Aan de samenwerking zit ook een praktische kant. Zo ziet de kweekster graag dat de bijdrage voor het certificaat ”biologisch” vervalt. „Waarom zouden wij betalen terwijl wij de natuur ontzien?”
„Waarom zouden wij betalen terwijl wij de natuur ontzien?” - Jennita Versteegh-Jansen, biologische bloemenkweker
In het begin moest ze alles uitzoeken „Sommige zaden hebben een koudebehandeling nodig om te ontkiemen.’” Maar het gaat steeds beter. „Er is meer informatie dan toen ik begon. Ik heb veel algemene vakkennis van onlinecursussen, boeken en video’s.” Met haar boek ”Pluktuin”, dat ze via haar webshop verkoopt, deelt ze nu zelf kennis.

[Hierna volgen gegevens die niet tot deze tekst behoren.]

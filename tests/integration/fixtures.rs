//! Catalogs and settings shared by the integration tests.

use std::sync::Arc;

use chartcoder::vector::HASHING_MODEL_NAME;
use chartcoder::{
    Catalog, Code, CodingEngine, EmbeddingGenerator, HashingEmbeddingGenerator, Settings,
    VectorDimension,
};
use tempfile::TempDir;

/// Wide enough that trigram collisions do not decide any test.
pub const HASHING_DIMENSION: usize = 4096;

pub const NEUROLOGY_AND_MORE: &[(&str, &str, &str)] = &[
    (
        "G43.909",
        "Migraine, unsp, not intractable",
        "Migraine, unspecified, not intractable, without status migrainosus",
    ),
    (
        "G43.009",
        "Migraine w/o aura, not intractable",
        "Migraine without aura, not intractable, without status migrainosus",
    ),
    (
        "G43.109",
        "Migraine with aura, not intractable",
        "Migraine with aura, not intractable, without status migrainosus",
    ),
    (
        "G40.909",
        "Epilepsy, unsp, not intractable",
        "Epilepsy, unspecified, not intractable, without status epilepticus",
    ),
    ("R51.9", "Headache, unspecified", "Headache, unspecified"),
    (
        "J45.909",
        "Unspecified asthma, uncomplicated",
        "Unspecified asthma, uncomplicated",
    ),
    (
        "J45.20",
        "Mild intermittent asthma, uncomplicated",
        "Mild intermittent asthma, uncomplicated",
    ),
    (
        "J44.9",
        "Chronic obstructive pulmonary disease, unsp",
        "Chronic obstructive pulmonary disease, unspecified",
    ),
    (
        "E11.9",
        "Type 2 diabetes mellitus w/o complications",
        "Type 2 diabetes mellitus without complications",
    ),
    (
        "E10.9",
        "Type 1 diabetes mellitus w/o complications",
        "Type 1 diabetes mellitus without complications",
    ),
    (
        "I10",
        "Essential (primary) hypertension",
        "Essential (primary) hypertension",
    ),
    (
        "I11.9",
        "Hypertensive heart disease w/o heart failure",
        "Hypertensive heart disease without heart failure",
    ),
];

pub fn catalog_of(rows: &[(&str, &str, &str)]) -> Catalog {
    let codes = rows
        .iter()
        .map(|(id, short, long)| Code::new(*id, *short, *long).unwrap())
        .collect();
    Catalog::new(codes).unwrap()
}

pub fn mixed_catalog() -> Catalog {
    catalog_of(NEUROLOGY_AND_MORE)
}

/// The two-code migraine/epilepsy catalog.
pub fn scenario_catalog() -> Catalog {
    catalog_of(&[
        (
            "G43.909",
            "Migraine unsp",
            "Migraine, unspecified, not intractable",
        ),
        (
            "G40.909",
            "Epilepsy unsp",
            "Epilepsy, unspecified, not intractable",
        ),
    ])
}

/// Settings using the offline hashing provider with the index under `dir`.
pub fn settings(dir: &TempDir, k_min: usize, k_max: usize) -> Settings {
    let mut settings = Settings::default();
    settings.index_path = dir.path().join("index");
    settings.embedding.model = HASHING_MODEL_NAME.to_string();
    settings.embedding.hashing_dimension = HASHING_DIMENSION;
    settings.clustering.k_min = k_min;
    settings.clustering.k_max = k_max;
    settings
}

pub fn hashing() -> Arc<dyn EmbeddingGenerator> {
    Arc::new(HashingEmbeddingGenerator::new(
        VectorDimension::new(HASHING_DIMENSION).unwrap(),
    ))
}

/// Engine with the mixed catalog already built, k searched over [2, 6].
pub fn built_engine(dir: &TempDir) -> CodingEngine {
    let engine = CodingEngine::open(settings(dir, 2, 6)).unwrap();
    engine.build_catalog_index(&mixed_catalog()).unwrap();
    engine
}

In de winterperiode geeft ze onlineworkshops en daarnaast verkoopt ze biologische zaden. Verder is ze dan druk met het nieuwe seizoen: de zaaibedden moeten klaargemaakt worden en na het voorzaaien moeten de nieuwe plantjes worden gepoot. Voor dat werk krijgt de onderneemster hulp van vrijwilligers: gepensioneerden, chronisch zieken, mensen die re-integreren op de arbeidsmarkt en mensen die het vak willen leren. „Op maandag bekijk ik wat er gedaan moet worden en ik bedenk klussen voor de vrijwilligers; iedereen kan op dinsdag helpen wanneer hij wil. Op andere dagen vind ik het fijn om alleen te werken.”